Thursday, February 03, 2011

Happy Birthday, Sydney

Sydney Lanier
Today in 1842 in Macon, Georgia, Sydney Lanier was born. (My father went to Sydney Lanier High in Montgomery, where the poet lived before moving to Baltimore to teach at Johns Hopkins; they were 'The Fighting Poets'.)

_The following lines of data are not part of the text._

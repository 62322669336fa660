use serde::Serialize;
use sqlx::FromRow;
use time::OffsetDateTime;

use crate::users::repo_types::UserId;

pub type PetitionId = i32;
pub type CategoryId = i32;

/// The columns write paths check and diff against.
#[derive(Debug, Clone, FromRow)]
pub struct Petition {
    pub title: String,
    pub description: String,
    pub category_id: CategoryId,
    pub owner_id: UserId,
    pub image_filename: Option<String>,
}

/// Petition joined with its owner's public name.
#[derive(Debug, Clone, FromRow)]
pub struct PetitionWithOwner {
    pub id: PetitionId,
    pub title: String,
    pub description: String,
    pub category_id: CategoryId,
    pub owner_id: UserId,
    pub owner_first_name: String,
    pub owner_last_name: String,
    pub creation_date: OffsetDateTime,
}

/// One row of a search result.
#[derive(Debug, Clone, Serialize, FromRow, PartialEq, Eq)]
#[serde(rename_all = "camelCase")]
pub struct PetitionSummary {
    pub petition_id: PetitionId,
    pub title: String,
    pub category_id: CategoryId,
    pub owner_id: UserId,
    pub owner_first_name: String,
    pub owner_last_name: String,
    pub number_of_supporters: i64,
    #[serde(with = "time::serde::rfc3339")]
    pub creation_date: OffsetDateTime,
    /// Cheapest tier of the petition.
    pub supporting_cost: i32,
}

#[derive(Debug, Clone, Serialize, FromRow)]
#[serde(rename_all = "camelCase")]
pub struct Category {
    pub category_id: CategoryId,
    pub name: String,
}

#[derive(Debug, Default, Clone, PartialEq, Eq)]
pub struct PetitionChanges {
    pub title: Option<String>,
    pub description: Option<String>,
    pub category_id: Option<CategoryId>,
}

impl PetitionChanges {
    pub fn is_empty(&self) -> bool {
        self.title.is_none() && self.description.is_none() && self.category_id.is_none()
    }
}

I can't remember how old I was when I first learned the Song of the Chattahoochee:

   Out of the hills of Habersham,
   Down the valleys of Hall,
I hurry amain to reach the plain,
Run the rapid and leap the fall,
Split at the rock and together again,
Accept my bed, or narrow or wide,
And flee from folly on every side
With a lover's pain to attain the plain
   Far from the hills of Habersham,
   Far from the valleys of Hall.

I can remember reciting that with my parents on long car trips... And here's another I love, The Mockingbird

Superb and sole, upon a plumed spray
That o'er the general leafage boldly grew,
He summ'd the woods in song; or typic drew
The watch of hungry hawks, the lone dismay
Of languid doves when long their lovers stray,
And all birds' passion-plays that sprinkle dew
At morn in brake or bosky avenue.
Whate'er birds did or dreamed, this bird could say.
Then down he shot, bounced airily along
Sward, twitched in a grasshopper, made song
Midflight, perched, prinked, and to his art again.
Sweet Science, this large riddle read me plain:
How may the death of that dull insect be
The life of yon trim Shakespeare on the tree?


You can find his works at Project Gutenberg.